Privacy Breach by Exploiting postMessage in HTML5: Identification, Evaluation, and Countermeasure

Abstract

The postMessage mechanism in HTML5 enables different webpage origins to exchange information and communicate. It becomes increasingly popular among the websites that need to import contents from third-party services, such as advertisements and preferable recommendations. Ideally, a receiver function should be locally implemented in the hosting page that needs to receive third-party messages. However, in the real world, the receiver function is usually provided by a third-party service provider, and the function code is imported via the HTML "script" tag so that the imported code is deemed as from the same origin with the hosting page. In the case that a site uses multiple third-party services, all the receiver functions imported by the hosting page can receive messages from any third-party provider. Based on this observation, we identify a new information leakage threat named DangerNeighbor attacks that allow a malicious service eavesdrop messages from other services to the hosting page.

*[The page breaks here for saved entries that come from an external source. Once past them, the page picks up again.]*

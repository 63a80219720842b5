//! # AI Copilot Panel
//!
//! State behind the copilot side panel: canned rewrites of the selected
//! text, free-form instructions, debounced smart suggestions, conversation
//! insights and a small assistant chat.
//!
//! Every generation request gets a number from one monotonically increasing
//! counter. Requests are grouped in slots (action, suggestion, analysis,
//! chat); each slot remembers the number it issued last, and an answer
//! carrying any other number is discarded. Starting a new rewrite therefore
//! silently supersedes one still in flight.
//!
//! Failures never surface as errors. Each request kind has a fixed
//! fallback (a toast, an empty suggestion, a canned sentence). A failed
//! request whose error is transient is remembered so `reconnect` can issue
//! it again.
//!
//! Rewrites, suggestions and insights are about the open conversation, so
//! `leave_conversation` forgets the ones still in flight and their late
//! answers resolve as stale.

use std::collections::HashMap;
use std::time::{Duration, Instant};

use log::{debug, warn};
use thiserror::Error;

use crate::core::toast::Notice;
use crate::inference::{CannedAction, ProviderError};
use crate::inference::prompts::{self, last};

pub const SUGGESTION_MIN_CHARS: usize = 15;
pub const SUMMARY_MIN_SELECTION: usize = 50;
pub const ANALYSIS_MIN_MESSAGES: usize = 2;
pub const CHAT_CONTEXT_ENTRIES: usize = 6;

pub const ANALYSIS_FALLBACK: &str = "Unable to analyze conversation at the moment.";
pub const CHAT_FALLBACK: &str =
    "Sorry, I had trouble processing that request. Could you try asking in a different way?";

#[derive(Debug, Clone, Copy, PartialEq, Eq, Hash)]
pub enum Slot {
    Action,
    Suggestion,
    Analysis,
    Chat,
}

/// A failed generation, as the panel sees it.
#[derive(Debug, Clone, PartialEq, Eq, Error)]
#[error("{message}")]
pub struct CopilotError {
    pub message: String,
    /// Whether issuing the same prompt again could succeed.
    pub retryable: bool,
}

impl From<ProviderError> for CopilotError {
    fn from(e: ProviderError) -> Self {
        Self {
            retryable: e.is_retryable(),
            message: e.to_string(),
        }
    }
}

impl From<&str> for CopilotError {
    fn from(message: &str) -> Self {
        Self {
            message: message.to_string(),
            retryable: true,
        }
    }
}

/// What a request is for, and therefore how its answer is applied.
#[derive(Debug, Clone, PartialEq, Eq)]
pub enum Purpose {
    Action(CannedAction),
    Translate(String),
    Instructions,
    Suggestion,
    Analysis,
    Chat,
}

impl Purpose {
    pub fn slot(&self) -> Slot {
        match self {
            Purpose::Action(_) | Purpose::Translate(_) | Purpose::Instructions => Slot::Action,
            Purpose::Suggestion => Slot::Suggestion,
            Purpose::Analysis => Slot::Analysis,
            Purpose::Chat => Slot::Chat,
        }
    }
}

We study 5000 popular websites and find that the DangerNeighbor attack is a real threat to the sites adopting the postMessage mechanism. To defeat this attack, we propose an easily deployable approach to protect messages from being eavesdropped by a malicious provider. In this approach, the site owner simply imports a piece of JavaScript code and specifies a mapping table, where messages from different origins are associated with corresponding receiver functions, respectively. The approach, which is transparent to the providers, ensures that a receiver function only receives messages from a specific origin.